France | France, Cour de cassation, Chambre civile 2, 04 avril 2018, 17-14993


LA COUR DE CASSATION, DEUXIÈME CHAMBRE CIVILE, a rendu l'arrêt suivant :

Attendu, selon l'arrêt attaqué, que salariée de la société Presse et d'édition du Sud-Ouest (l'employeur), ayant été victime d'un accident, le 23 février 2010, pris en charge au titre de la législation professionnelle par la caisse primaire d'assurance maladie de la Gironde, Mme X... a saisi une juridiction de sécurité sociale d'une action en reconnaissance de la faute inexcusable de son employeur ;

Sur le moyen unique du pourvoi principal :

Attendu qu'il n' y a pas lieu de statuer par

une décision spécialement motivée sur le moyen du pourvoi principal annexé qui ...

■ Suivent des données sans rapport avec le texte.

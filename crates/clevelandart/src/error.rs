// SPDX-License-Identifier: GPL-3.0-or-later

use reqwest::StatusCode;
use thiserror::Error;

pub type Result<T> = std::result::Result<T, ClevelandArtError>;

#[derive(Debug, Error)]
pub enum ClevelandArtError {
    /// The request never completed (DNS, connect, TLS, timeout).
    #[error("HTTP request failed: {0}")]
    Transport(#[from] reqwest::Error),

    /// The service answered with a non-success status. The body is not consulted.
    #[error("could not fetch data: {status}")]
    FetchFailed { status: StatusCode },

    #[error("could not decode response: {0}")]
    Decode(#[from] DecodeError),

    #[error("could not serialize query parameters: {0}")]
    Query(#[from] serde_urlencoded::ser::Error),

    /// The HTTP client could not be configured; no request was sent.
    #[error("failed to build HTTP client: {0}")]
    ClientBuild(#[source] reqwest::Error),

    #[error("invalid base URL: {0}")]
    InvalidBaseUrl(String),

    #[error("no matching records")]
    NoMatchingRecords,

    #[error("no record at sampled offset {offset}")]
    NoRecordAtOffset { offset: u64 },
}

#[derive(Debug, Error)]
pub enum DecodeError {
    #[error("failed to read response body: {0}")]
    Body(#[source] reqwest::Error),

    #[error("failed to parse response: {0}")]
    Json(#[from] serde_json::Error),
}
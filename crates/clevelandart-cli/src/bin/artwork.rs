// SPDX-License-Identifier: GPL-3.0-or-later

use anyhow::Result;
use clevelandart_cli::{bootstrap, parse_identifier, render_json};

fn main() -> Result<()> {
    let id = parse_identifier(std::env::args().skip(1))?;
    let client = bootstrap()?;
    let artwork = client.artwork(id)?;
    println!("{}", render_json(&artwork)?);
    Ok(())
}
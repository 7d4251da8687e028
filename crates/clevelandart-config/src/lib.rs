// SPDX-License-Identifier: GPL-3.0-or-later
use std::path::Path;
use std::time::Duration;

use anyhow::Result;
use clevelandart::DEFAULT_BASE_URL;
use figment::{
    providers::{Env, Format, Serialized, Toml},
    Figment,
};
use serde::{Deserialize, Serialize};
use tracing::info;

#[derive(Debug, Clone, Serialize, Deserialize)]
pub struct ApiConfig {
    pub base_url: String,
    /// Whole-request timeout in seconds; `None` leaves requests unbounded.
    pub timeout_secs: Option<u64>,
    pub user_agent: Option<String>,
}

impl ApiConfig {
    pub fn timeout(&self) -> Option<Duration> {
        self.timeout_secs.map(Duration::from_secs)
    }
}

impl Default for ApiConfig {
    fn default() -> Self {
        Self {
            base_url: DEFAULT_BASE_URL.to_string(),
            timeout_secs: Some(30),
            user_agent: None,
        }
    }
}

#[derive(Debug, Clone, Serialize, Deserialize)]
pub struct TelemetryConfig {
    pub log_level: String,
}

impl Default for TelemetryConfig {
    fn default() -> Self {
        Self {
            log_level: "info".to_string(),
        }
    }
}

#[derive(Debug, Clone, Serialize, Deserialize, Default)]
pub struct AppConfig {
    pub api: ApiConfig,
    pub telemetry: TelemetryConfig,
}

/// Load configuration from defaults, optional TOML file, and environment overrides (prefix: CLEVELANDART_).
pub fn load(config_path: Option<&Path>) -> Result<AppConfig> {
    let mut figment = Figment::from(Serialized::defaults(AppConfig::default()));

    if let Some(path) = config_path {
        figment = figment.merge(Toml::file(path));
    }

    figment = figment.merge(Env::prefixed("CLEVELANDART_").split("__"));

    let config: AppConfig = figment.extract()?;
    info!(target: "config", "configuration loaded");
    Ok(config)
}

#[cfg(test)]
mod tests {
    use super::*;
    use figment::Jail;

    #[test]
    fn test_defaults() {
        Jail::expect_with(|_jail| {
            let config = load(None).map_err(|e| e.to_string())?;
            assert_eq!(config.api.base_url, DEFAULT_BASE_URL);
            assert_eq!(
                DEFAULT_BASE_URL,
                "https://openaccess-api.clevelandart.org/api"
            );
            assert_eq!(config.api.timeout(), Some(Duration::from_secs(30)));
            assert_eq!(config.telemetry.log_level, "info");
            Ok(())
        });
    }

    #[test]
    fn test_toml_file_overrides_defaults() {
        Jail::expect_with(|jail| {
            jail.create_file(
                "clevelandart.toml",
                r#"
                    [api]
                    base_url = "http://localhost:9000/api"
                    timeout_secs = 5

                    [telemetry]
                    log_level = "debug"
                "#,
            )?;

            let config = load(Some(Path::new("clevelandart.toml"))).map_err(|e| e.to_string())?;
            assert_eq!(config.api.base_url, "http://localhost:9000/api");
            assert_eq!(config.api.timeout(), Some(Duration::from_secs(5)));
            assert_eq!(config.telemetry.log_level, "debug");
            Ok(())
        });
    }

    #[test]
    fn test_env_overrides_file() {
        Jail::expect_with(|jail| {
            jail.create_file(
                "clevelandart.toml",
                r#"
                    [api]
                    base_url = "http://from-file/api"
                "#,
            )?;
            jail.set_env("CLEVELANDART_API__BASE_URL", "http://from-env/api");
            jail.set_env("CLEVELANDART_API__USER_AGENT", "museum-bot/1.0");

            let config = load(Some(Path::new("clevelandart.toml"))).map_err(|e| e.to_string())?;
            assert_eq!(config.api.base_url, "http://from-env/api");
            assert_eq!(config.api.user_agent.as_deref(), Some("museum-bot/1.0"));
            Ok(())
        });
    }
}
// SPDX-License-Identifier: GPL-3.0-or-later

//! Client for the Cleveland Museum of Art Open Access API.
//!
//! This crate fetches artwork records by numeric id or accession number,
//! runs parameterized searches against the collection, and picks a
//! uniformly random artwork by probing the collection size and then
//! requesting a single record at a random offset.

pub mod blocking;
pub mod client;
pub mod error;
pub mod models;
pub mod query;
pub mod sampler;

pub use client::{ClevelandArtClient, ClevelandArtClientBuilder, DEFAULT_BASE_URL};
pub use error::{ClevelandArtError, DecodeError, Result};
pub use models::{
    Artwork, ArtworkId, ArtworkSearchResult, Creator, Fetched, ImageRendition, Images, SearchInfo,
};
pub use query::SearchParameters;
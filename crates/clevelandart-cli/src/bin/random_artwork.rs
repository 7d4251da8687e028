// SPDX-License-Identifier: GPL-3.0-or-later

use anyhow::Result;
use clevelandart_cli::{bootstrap, parse_with_image_flag, render_json};

fn main() -> Result<()> {
    let with_image = parse_with_image_flag(std::env::args().skip(1))?;
    let client = bootstrap()?;
    let artwork = client.random_artwork(with_image)?;
    println!("{}", render_json(&artwork)?);
    Ok(())
}
// SPDX-License-Identifier: GPL-3.0-or-later

//! Uniform random selection over a remote, paginated collection.
//!
//! There is no random-record endpoint, so sampling takes two searches: one
//! with `limit=1` to learn how many records match, and one that skips a
//! uniformly drawn number of records and keeps the single record returned.
//! The collection can change between the two requests, so an empty second
//! page is reported instead of indexed into.

use rand::Rng;
use tracing::debug;

use crate::error::{ClevelandArtError, Result};
use crate::models::{Artwork, ArtworkSearchResult};
use crate::query::SearchParameters;

/// Parameters for the size probe. The sample request reuses them with `skip` set.
pub fn probe_parameters(has_image: bool) -> SearchParameters {
    SearchParameters::default().has_image(has_image).limit(1)
}

/// Parameters for fetching the record at `offset`.
pub fn sample_parameters(has_image: bool, offset: u64) -> SearchParameters {
    // The service reports totals far below i64::MAX.
    let skip = i64::try_from(offset).unwrap_or(i64::MAX);
    probe_parameters(has_image).skip(skip)
}

/// Draw an offset uniformly from `[0, total)`.
pub fn draw_offset<R: Rng>(total: u64, rng: &mut R) -> Result<u64> {
    if total == 0 {
        return Err(ClevelandArtError::NoMatchingRecords);
    }
    let offset = rng.gen_range(0..total);
    debug!(target: "clevelandart", total, offset, "drew random offset");
    Ok(offset)
}

/// Take the record from the page fetched at `offset`.
pub fn take_sampled(result: ArtworkSearchResult, offset: u64) -> Result<Artwork> {
    result
        .data
        .into_iter()
        .next()
        .ok_or(ClevelandArtError::NoRecordAtOffset { offset })
}

#[cfg(test)]
mod tests {
    use super::*;
    use rand::rngs::StdRng;
    use rand::SeedableRng;
    use serde_json::json;

    #[test]
    fn test_draw_offset_empty_collection() {
        let mut rng = StdRng::seed_from_u64(1);
        assert!(matches!(
            draw_offset(0, &mut rng),
            Err(ClevelandArtError::NoMatchingRecords)
        ));
    }

    #[test]
    fn test_draw_offset_stays_in_range() {
        let mut rng = StdRng::seed_from_u64(7);
        for total in [1u64, 2, 10, 35_000] {
            for _ in 0..200 {
                let offset = draw_offset(total, &mut rng).unwrap();
                assert!(offset < total, "offset {offset} out of range for {total}");
            }
        }
    }

    #[test]
    fn test_draw_offset_single_record_is_zero() {
        let mut rng = StdRng::seed_from_u64(99);
        assert_eq!(draw_offset(1, &mut rng).unwrap(), 0);
    }

    #[test]
    fn test_draw_offset_is_deterministic_for_seed() {
        let first = draw_offset(1_000, &mut StdRng::seed_from_u64(42)).unwrap();
        let second = draw_offset(1_000, &mut StdRng::seed_from_u64(42)).unwrap();
        assert_eq!(first, second);
    }

    #[test]
    fn test_draw_offset_varies() {
        let mut rng = StdRng::seed_from_u64(3);
        let mut seen = std::collections::HashSet::new();
        for _ in 0..50 {
            seen.insert(draw_offset(1_000, &mut rng).unwrap());
        }
        assert!(seen.len() > 1);
    }

    #[test]
    fn test_sample_parameters() {
        let params = sample_parameters(true, 12);
        assert_eq!(
            params.to_query_string().unwrap(),
            "has_image=1&indent=0&limit=1&q=&skip=12"
        );
    }

    #[test]
    fn test_take_sampled_empty_page() {
        let page: ArtworkSearchResult =
            serde_json::from_value(json!({ "info": { "total": 4 }, "data": [] })).unwrap();
        match take_sampled(page, 3) {
            Err(ClevelandArtError::NoRecordAtOffset { offset }) => assert_eq!(offset, 3),
            other => panic!("expected NoRecordAtOffset, got: {other:?}"),
        }
    }

    #[test]
    fn test_take_sampled_first_record() {
        let page: ArtworkSearchResult = serde_json::from_value(json!({
            "info": { "total": 4 },
            "data": [{ "id": 11 }, { "id": 12 }]
        }))
        .unwrap();
        assert_eq!(take_sampled(page, 0).unwrap().id, 11);
    }
}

LA COUR DE CASSATION, DEUXIÈME CHAMBRE CIVILE, a rendu l'arrêt suivant :

Attendu, selon l'arrêt attaqué, que salariée de la société Presse et d'édition du Sud-Ouest (l'employeur), ayant été victime d'un accident, le 23 février 2010, pris en charge au titre de la législation professionnelle par la caisse primaire d'assurance maladie de la Gironde, Mme X... a saisi une juridiction de sécurité sociale d'une action en reconnaissance de la faute inexcusable de son employeur ;

Sur le moyen unique du pourvoi principal :

Attendu qu'il n' y a pas lieu de statuer par une décision spécialement motivée sur le moyen du pourvoi principal annexé qui n'est manifestement pas de nature à entraîner la cassation ;

Mais sur le moyen unique du pourvoi incident :

Vu l'article L. 452-2, alinéas 2 et 3, du code de la sécurité sociale ;

Attendu, selon ce texte, que la majoration de la rente et du capital alloué à la victime d'un accident du travail ou d'une maladie professionnelle consécutifs à la faute inexcusable de son employeur est calculée en fonction de la réduction de la capacité dont celle-ci reste atteinte, et doit suivre l'évolution du taux d'incapacité de la victime ;

Attendu qu'en ordonnant la majoration du capital alloué à Mme X... au maximum, tout en fixant cette majoration à la somme de 2 767,47 euros, la cour d'appel a violé le texte susvisé ;

Et vu l'article 627 du code de procédure civile ;

PAR CES MOTIFS :

REJETTE le pourvoi principal ;

CASSE ET ANNULE, par voie de retranchement, mais seulement en ce qu'il a fixé à la somme de 2767,47 euros la majoration du capital versé à Mme X..., l'arrêt rendu le 19 janvier 2017, rectifié le 9 février 2017, entre les parties, par la cour d'appel de Bordeaux ;

Dit n'y avoir lieu à renvoi ;

Fixe la majoration du capital versé à Mme X... au maximum ;

Condamne la société Presse et d'édition du Sud-Ouest aux dépens ;

Vu l'article 700 du code de procédure civile, rejette la demande de la société Presse et d'édition du Sud-Ouest et la condamne à payer à Mme X... la somme de 3 000 euros ;

Dit que sur les diligences du procureur général près la Cour de cassation, le présent arrêt sera transmis pour être transcrit en marge ou à la suite de l'arrêt partiellement cassé ;

Ainsi fait et jugé par la Cour de cassation, deuxième chambre civile, signé par M. Prétot, conseiller doyen, conformément aux dispositions des articles 456 et 1021 du code de procédure civile, en remplacement du conseiller rapporteur empêché et prononcé par le président en son audience publique du quatre avril deux mille dix-huit.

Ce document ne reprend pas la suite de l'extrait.